Um abnegado criador

Criação

DE UM CRIADOR OBSTINADO – UMA LIÇÃO DE VIDA – (10/04/2003).

Estive em Itajubá e vi uma coisa maravilhosa.

Fui com um amigo visitar um curiozeiro na estrada entre Itajubá e Piranguçu. Pessoa muito humilde, ganhando pouco mais que um salário mínimo. Foi aposentado por invalidez por ter uma degeneração progressiva da retina, atualmente tendo somente visão de 2% num olho e uns 3 ou 4% no outro.

O criadouro é surpreendente, com três cômodos, simples mas bem confortáveis: um para as fêmeas criadeiras, outro para vetorização de canto e outro para os machos e as fêmeas que não estão criando. Uns 40 m2 de construção. Telhas de barro e caiado, pois, segundo ele, dando uma caiação duas vezes por ano acaba com os parasitas.

Encontramos ele dormindo no criadouro. Recepção carinhosa, bem mineira.

Ele fez o criadouro e cuida sozinho dos pássaros. Tem até uma aparelhagem de som para tocar o CD do Ana Dias.

Filosofando disse que o criador de canto clássico perde a liberdade porque vive em função da procura obstinada de um pássaro bom de canto. E esquece do resto.

A higiene estava dentro do possível para o seu grau de cegueira. Alimentação de mistura de sementes e broa com ovo, receita, segundo afirmou, do Picinini. E água.

Tem um macho, o Itamonte, que estava com a gaiola com capa no cômodo dos filhotes porque quer que ele corrija algumas notas do canto.

Informa tudo sobre os filhotes apontando com o dedo para as gaiolas e pedindo para lermos o escrito em pequenos papéis colados nelas.

Tem também 4 fêmeas, a Irene, a mãe da Irene, a Rosinha e a Nariguda.

Conhece a genética dos seus pássaros.

A broa do Picinini deve ser boa porque criou 17 filhotes, muito uniformes em tipo e com ótima saúde.

Não falou em medicamentos, mas também não foi perguntado.

Havia duas fêmeas chocando dois ovos cada uma. Como o assunto foi para o como fazia as galas, pegou o Itamonte e levou para perto de uma das fêmas que chocavam. A fêmea “pediu gala” e ele, somente usando o tato, abriu os passadores e o macho galou “numa tacada” e voltou para a sua gaiola. Disse saber que tudo foi bem vendo a sombra do Itamonte voltar para a sua gaiola ou contava até cinco ou seis, tempo suficiente para o macho entrar, galar e voltar.

Portanto, manejo todo no escuro e com muita habilidade.

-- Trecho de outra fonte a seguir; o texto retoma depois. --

//! # Page Table (PT / L1)
//!
//! - [`L1Index`]: index type for VA bits `[21:12]`.
//! - [`PtEntry`]: a page table entry; every present entry maps one 4 KiB frame.
//! - [`PageTable`]: a 4 KiB-aligned array of 1024 PTEs.
//!
//! After modifying active mappings, the caller must perform any required TLB
//! maintenance.

use crate::PageEntryBits;
use crate::page_table::ENTRIES;
use kernel_memory_addresses::{PhysicalPage, Size4K, VirtualAddress};

/// Index into a Page Table (derived from VA bits `[21:12]`).
#[repr(transparent)]
#[derive(Copy, Clone, Debug, Eq, PartialEq, Ord, PartialOrd, Hash)]
pub struct L1Index(u16);

/// A single Page Table entry (PTE).
#[doc(alias = "PTE")]
#[repr(transparent)]
#[derive(Copy, Clone, Debug, Eq, PartialEq)]
pub struct PtEntry(PageEntryBits);

/// The Page Table (L1): 1024 entries, 4 KiB-aligned.
#[doc(alias = "PT")]
#[repr(C, align(4096))]
pub struct PageTable {
    entries: [PtEntry; ENTRIES],
}

impl L1Index {
    /// Extract bits `[21:12]` of `va`.
    #[inline]
    #[must_use]
    pub const fn from(va: VirtualAddress) -> Self {
        Self::new(((va.as_u32() >> 12) & 0x3FF) as u16)
    }

    /// ### Debug assertions
    /// - Asserts `v < 1024` in debug builds.
    #[inline]
    #[must_use]
    pub const fn new(v: u16) -> Self {
        debug_assert!((v as usize) < ENTRIES);
        Self(v)
    }

    #[inline]
    #[must_use]
    pub const fn as_usize(self) -> usize {
        self.0 as usize
    }

    /// Byte offset of the entry within its table.
    #[inline]
    #[must_use]
    pub const fn byte_offset(self) -> u32 {
        self.0 as u32 * 4
    }
}

impl PtEntry {
    /// Create a zero (non-present) entry.
    #[inline]
    #[must_use]
    pub const fn zero() -> Self {
        Self(PageEntryBits::new())
    }

    #[inline]
    #[must_use]
    pub const fn is_present(self) -> bool {
        self.0.present()
    }

    #[inline]
    #[must_use]
    pub const fn flags(self) -> PageEntryBits {
        self.0
    }

    /// The frame this entry names, present or not.
    #[inline]
    #[must_use]
    pub const fn frame(self) -> PhysicalPage<Size4K> {
        PhysicalPage::from_addr(self.0.physical_address())
    }

    /// If present, the mapped 4 KiB frame and the entry's flags.
    #[inline]
    #[must_use]
    pub const fn page_4k(self) -> Option<(PhysicalPage<Size4K>, PageEntryBits)> {
        if !self.is_present() {
            return None;
        }
        Some((self.frame(), self.0))
    }

    /// A present 4 KiB leaf for `page` carrying `flags`.
    #[inline]
    #[must_use]
    pub const fn make_4k(page: PhysicalPage<Size4K>, mut flags: PageEntryBits) -> Self {
        flags.set_large_page(false);
        flags.set_present(true);
        flags.set_physical_address(page.base());
        Self(flags)
    }

    /// The same entry with its present bit cleared. Frame and attributes stay.
    #[inline]
    #[must_use]
    pub const fn without_present(self) -> Self {
        Self(self.0.with_present(false))
    }

    #[inline]
    #[must_use]
    pub fn raw(self) -> u32 {
        self.0.into()
    }

    #[inline]
    #[must_use]
    pub fn from_raw(v: u32) -> Self {
        Self(PageEntryBits::from(v))
    }
}

impl PageTable {
    /// Create a fully zeroed Page Table (all entries non-present).
    #[inline]
    #[must_use]
    pub const fn zeroed() -> Self {
        Self {
            entries: [PtEntry::zero(); ENTRIES],
        }
    }

    /// Clear every entry in place.
    #[inline]
    pub fn zero(&mut self) {
        self.entries.fill(PtEntry::zero());
    }

    #[inline]
    #[must_use]
    pub const fn get(&self, i: L1Index) -> PtEntry {
        self.entries[i.as_usize()]
    }

    #[inline]
    pub const fn set(&mut self, i: L1Index, e: PtEntry) {
        self.entries[i.as_usize()] = e;
    }

    /// Number of present entries.
    #[must_use]
    pub fn present_count(&self) -> usize {
        self.entries.iter().filter(|e| e.is_present()).count()
    }
}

E olhe que o Itamonte está numa muda danada!

Disse-lhe que tinha muito material sobre curiós e ficou “aceso” para mandar-lhe porque uma neta poderia ler para ele.

Emocionou-se às lágrimas quando nos prontificamos a levá-lo até Matias Barbosa para conhecer o Picinini, o seu ídolo.

Voltei do céu quando afirmou que é cadastrado no IBAMA, mas não havia recebido todas as anilhas pedidas.

* * *

(José Carlos Pereira é paulista, médico pediatra na cidade de Cruzeiro e criador de canários-da-terra).